_Provided records_.
────

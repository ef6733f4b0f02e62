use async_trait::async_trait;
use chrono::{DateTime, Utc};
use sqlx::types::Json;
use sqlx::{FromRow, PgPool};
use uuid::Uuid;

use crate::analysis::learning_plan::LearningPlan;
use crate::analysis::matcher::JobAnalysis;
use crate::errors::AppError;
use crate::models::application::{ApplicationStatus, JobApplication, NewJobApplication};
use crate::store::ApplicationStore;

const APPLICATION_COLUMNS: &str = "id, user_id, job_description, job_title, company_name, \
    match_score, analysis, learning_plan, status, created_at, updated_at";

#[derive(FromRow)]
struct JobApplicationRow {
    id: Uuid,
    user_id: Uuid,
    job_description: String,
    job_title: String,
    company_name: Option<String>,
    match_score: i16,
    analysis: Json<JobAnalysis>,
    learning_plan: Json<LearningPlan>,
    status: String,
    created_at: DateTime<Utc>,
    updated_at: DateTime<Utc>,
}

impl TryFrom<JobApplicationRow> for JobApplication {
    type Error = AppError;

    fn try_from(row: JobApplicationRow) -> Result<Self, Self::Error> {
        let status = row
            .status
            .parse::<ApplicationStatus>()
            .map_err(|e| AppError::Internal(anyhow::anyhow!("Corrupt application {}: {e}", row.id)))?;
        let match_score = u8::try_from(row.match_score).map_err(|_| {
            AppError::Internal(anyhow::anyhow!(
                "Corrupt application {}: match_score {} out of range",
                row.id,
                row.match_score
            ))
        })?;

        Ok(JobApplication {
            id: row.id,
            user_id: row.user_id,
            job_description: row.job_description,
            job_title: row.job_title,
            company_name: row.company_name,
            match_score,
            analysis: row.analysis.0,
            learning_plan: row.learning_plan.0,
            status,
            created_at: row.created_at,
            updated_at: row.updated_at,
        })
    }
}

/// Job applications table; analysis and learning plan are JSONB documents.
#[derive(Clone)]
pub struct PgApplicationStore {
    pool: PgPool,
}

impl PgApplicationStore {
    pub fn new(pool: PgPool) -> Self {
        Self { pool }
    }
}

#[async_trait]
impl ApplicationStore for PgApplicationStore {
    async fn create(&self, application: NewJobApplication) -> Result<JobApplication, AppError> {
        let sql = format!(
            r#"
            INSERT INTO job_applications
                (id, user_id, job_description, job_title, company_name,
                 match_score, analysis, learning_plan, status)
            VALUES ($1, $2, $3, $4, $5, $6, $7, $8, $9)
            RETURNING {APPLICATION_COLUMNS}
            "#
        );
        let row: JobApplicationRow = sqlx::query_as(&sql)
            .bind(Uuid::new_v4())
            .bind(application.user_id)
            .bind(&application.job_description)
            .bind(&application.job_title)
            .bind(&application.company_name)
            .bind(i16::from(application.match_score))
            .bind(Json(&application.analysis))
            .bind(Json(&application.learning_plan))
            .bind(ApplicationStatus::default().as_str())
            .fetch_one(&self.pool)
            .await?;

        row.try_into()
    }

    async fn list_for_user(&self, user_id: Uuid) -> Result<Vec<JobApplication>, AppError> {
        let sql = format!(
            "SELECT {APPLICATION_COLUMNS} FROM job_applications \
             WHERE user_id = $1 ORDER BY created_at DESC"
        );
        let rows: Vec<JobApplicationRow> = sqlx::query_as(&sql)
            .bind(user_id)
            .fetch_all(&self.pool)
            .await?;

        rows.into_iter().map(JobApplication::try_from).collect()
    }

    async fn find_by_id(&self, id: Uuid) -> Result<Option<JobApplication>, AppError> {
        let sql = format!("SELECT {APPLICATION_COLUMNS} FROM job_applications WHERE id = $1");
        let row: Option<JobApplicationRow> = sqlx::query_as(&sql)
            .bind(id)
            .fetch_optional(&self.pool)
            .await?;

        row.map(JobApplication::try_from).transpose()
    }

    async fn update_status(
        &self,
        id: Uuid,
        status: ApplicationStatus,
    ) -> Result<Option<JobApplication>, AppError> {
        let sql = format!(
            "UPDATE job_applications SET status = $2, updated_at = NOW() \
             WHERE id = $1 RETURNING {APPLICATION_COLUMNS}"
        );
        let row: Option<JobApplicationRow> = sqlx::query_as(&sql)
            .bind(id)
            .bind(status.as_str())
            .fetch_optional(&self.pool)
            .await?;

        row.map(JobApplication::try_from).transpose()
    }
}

────

_Problem statement_. Check the entries above line by line and return each one containing the word "impl".

_Result of the task_.
impl TryFrom<JobApplicationRow> for JobApplication {
impl PgApplicationStore {
impl ApplicationStore for PgApplicationStore {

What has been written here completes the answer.